Better Warmup

In my last post, I made the case for why you should never skip the warm-up before you exercise. I ended by saying that a good warm-up should start off slowly with simple, low-intensity movements and gradually build in complexity and intensity, ending with movements that closely mimic the exercises you’ll be doing in the workout itself. Today, I want to give you a few different warm-up templates you can use to create your own workout-specific warm-ups.

Cardio Workouts
If you’ll be doing a cardio workout, the most important aspects of your warm-up will be to wake up the nervous system and warm up the muscles and core body temperature. If the workout will be intense, as with sprint intervals or hill repeats, then you should also incorporate some exercise-specific movements at the end of the warm-up. If you’ll be going at a steady pace throughout the workout, then simply ramp up your intensity at the end of the warm-up and transition right into the workout. Here’s a warm-up template you can use for cardio workouts:

  • Core and Breath Work: Start off by practicing a few rounds of belly breathing, both lying on your back and on all fours, then work your way through some simple core exercises like the Cat/Camel stretch, Bird Dog pose, and Glute Bridge.
  • Light to Moderate General Warm-up: Next, spend 5 – 10  minutes warming up your entire body. Transition from light intensity (such as walking) to moderate intensity (such as light jogging, high-knee marches, etc.)
  • Workout-Specific Muscle Activation: For higher intensity workouts, end this warm-up with a few exercises or drills that will activate the primary muscles you’ll use during the workout. If you’ll be doing a hard, hilly bike ride, then lunges are appropriate; if you’ll be doing sprint intervals, spend a few minutes doing skips and strides. Increase intensity gradually from moderate to high during this phase of the warm-up. When you’re finished, you should feel ready to jump right into the workout.

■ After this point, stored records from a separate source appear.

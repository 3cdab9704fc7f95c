//! Prompts used on first run, when no config file exists yet.

use crate::error::AppError;
use tokio::io::{self, AsyncBufReadExt, AsyncWriteExt};

const MEDIA_URL_PROMPT: &[u8] =
    b"Please enter the media upload URL (https://api.cloudinary.com/v1_1/<cloud>/image/upload): \n";

/// Asks for the media host upload endpoint on stdin and returns the trimmed answer.
///
/// # Example
/// ```no_run
/// use sports_admin::config::user_prompts::prompt_for_media_url;
///
/// # async fn example() -> Result<(), Box<dyn std::error::Error>> {
/// let upload_url = prompt_for_media_url().await?;
/// println!("Uploads go to {}", upload_url);
/// # Ok(())
/// # }
/// ```
pub async fn prompt_for_media_url() -> Result<String, AppError> {
    let mut stdout = io::stdout();
    stdout.write_all(MEDIA_URL_PROMPT).await?;
    stdout.flush().await?;

    let mut input = String::new();
    let mut reader = io::BufReader::new(io::stdin());
    reader.read_line(&mut input).await?;
    Ok(input.trim().to_string())
}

Strength Training Workouts
Before lifting weights, it’s important to raise muscle and core body temperature and to put your body through a series of motions that closely or exactly match the exercises you’ll be doing.

  • Core and Breath Work: Start off by practicing a few rounds of belly breathing, both lying on your back and on all fours, then work your way through some simple core exercises like the Cat/Camel stretch, Bird Dog pose, and Glute Bridge.
  • Light to Moderate General Warm-up: Next, spend 5 – 10  minutes warming up your entire body. Transition from light intensity (such as walking) to moderate intensity (such as light jogging, high-knee marches, etc.)
  • Exercise-Specific Warm-up Sets: Before you perform any “working sets” at your target weight, do one to three sets using body weight only, or very light free weights. If you’ll be doing barbell squats, for example, start with a set of deep knee bends, and then do a set of barbell squats with the bar only before adding plates. For bench press, start with pushups and then press the bar only before adding weight. If you’re working with dumbbells, simply start with empty hands and go through the range of motion, then use a set of very light dumbbells for your second warm-up set.

High-Intensity Interval Training (HIIT)/Bootcamp-Style Workouts
If you plan to do a high-intensity, body weight calisthenic workout, your primary goals during the warm-up are to raise your muscle and core body temperature, and to move all of your joints through a full range of motion.

  • Core and Breath Work: Start off by practicing a few rounds of belly breathing, both lying on your back and on all fours, then work your way through some simple core exercises like the Cat/Camel stretch, Bird Dog pose, and Glute Bridge.
  • Light to Moderate General Warm-up: Next, spend 5 – 10  minutes warming up your entire body. Transition from light intensity (such as walking) to moderate intensity (such as light jogging, high-knee marches, etc.)
  • Exercise-Specific Movements: Finish your warm-up with exercises that move your joints through a full range of motion and mimic the exercises you’ll be doing during the workout. For example, warm up your shoulders with arm circles, forward and backward, and then do the arms-only movement of jumping jacks. Warm up your hips with some side-to-side and front-to-back pendulum swings, high-knee marches and butt kickers. Then, before your first round of high-intensity work, do a quick circuit at half speed, or do modified (easier) versions of the exercises. For example, do some knee push-ups, half lunges and shallow knee bends. If your workout will include plyometric (jumping/explosive) exercises, incorporate some skipping and hopping into your warm-up.

By including a comprehensive warm-up into your workouts you’ll not only help prevent injury, but you’ll get your body ready to exercise at peak intensity, helping you to maximize performance and fitness gains, as well as calorie burn.